Regression and residual analyses show that there is an inherent vertical variability between surface and subsurface soil moisture values based on the lack of 1 : 1 correspondence between the two (Fig. 4). This inherent variability is also not uniform as higher variability is observed at certain soil moisture ranges. The cumulative residual variance plots (Fig. 5) clearly indicate the soil moisture values where vertical variability starts to become consistently larger. The increase in variability further translates to weak lagged dependence which we observe as low $\stackrel{\mathrm{^}}{\mathit{\beta }}$ values from DLNM. The increase in vertical variability and weakening of lagged dependence is what we considered as decoupling between the surface and subsurface soil moisture.

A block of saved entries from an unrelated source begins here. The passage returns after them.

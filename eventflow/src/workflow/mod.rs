//! Workflow definition and execution.
//!
//! This module provides:
//! - Step specifications and the workflow builder
//! - The engine running steps as concurrent workers
//! - Per-run sessions routing events between steps
//! - Services, streaming handles and step retries
//! - Manually stepped runs

mod builder;
mod engine;
mod handle;
mod retry;
mod service;
mod session;
mod spec;
mod stepped;

pub use builder::WorkflowBuilder;
pub use engine::Workflow;
pub use handle::WorkflowHandle;
pub use retry::{with_retry, BackoffStrategy, JitterStrategy, RetryConfig};
pub use service::{ServiceManager, WorkflowService};
pub use session::Session;
pub(crate) use session::SessionInner;
pub use spec::StepSpec;
pub use stepped::SteppedRun;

Both residual analysis and DLNM were successful in identifying a decoupled soil moisture range, and there is good agreement between the results from both. Three out of four sites show decoupled values in the dry to intermediate soil moisture range (Fig. 5 and Table 2). These results agree with the known range where decoupling is expected . For SM05 and SM09, the intermediate soil moisture value θc that marks when decoupling begins (Table 2) is close to that identified by . They obtained a value of 0.3 cm3 cm−3 as the point below which decoupling begins. However, results for SM13 do not conform to the traditional concept of decoupling. This result is significant as it implies that decoupling may occur at any value and is not confined to dry soil moisture range.

The vegetation type at each site exerts some influence on the soil moisture variability and the resulting (de)coupled values. First, the vegetation type affects how much ground surface is directly exposed to atmospheric conditions. Forested areas and grass fields are almost fully covered by vegetation compared to a corn field where the crops are organized in equidistant rows. Vegetation or canopy cover will determine how atmospheric conditions affect the soil moisture values. For instance, the amount of intercepted precipitation and evaporation are both dependent on vegetation cover. This in turn will have direct impacts to the surface soil moisture dynamics at each of the sites. For comparison, the variability given by the standard deviation bars in Fig. 4 and variance in Fig. 5 at the cornfield (SM09) is higher compared to that of the grass field (SM05) or the forested area (SM20). In addition, the forested area (SM20) has the smallest range of soil moisture values among the four sites. This may be due to the large intercepted rainfall by the forest canopy. Root water uptake (RWU) is another method by which vegetation affects soil moisture variability. RWU can have significant influence on the subsurface dynamics. The influence of RWU may vary for different vegetation types as it can be exerted over a range of depths, leading to differences in the resulting (de)coupled values.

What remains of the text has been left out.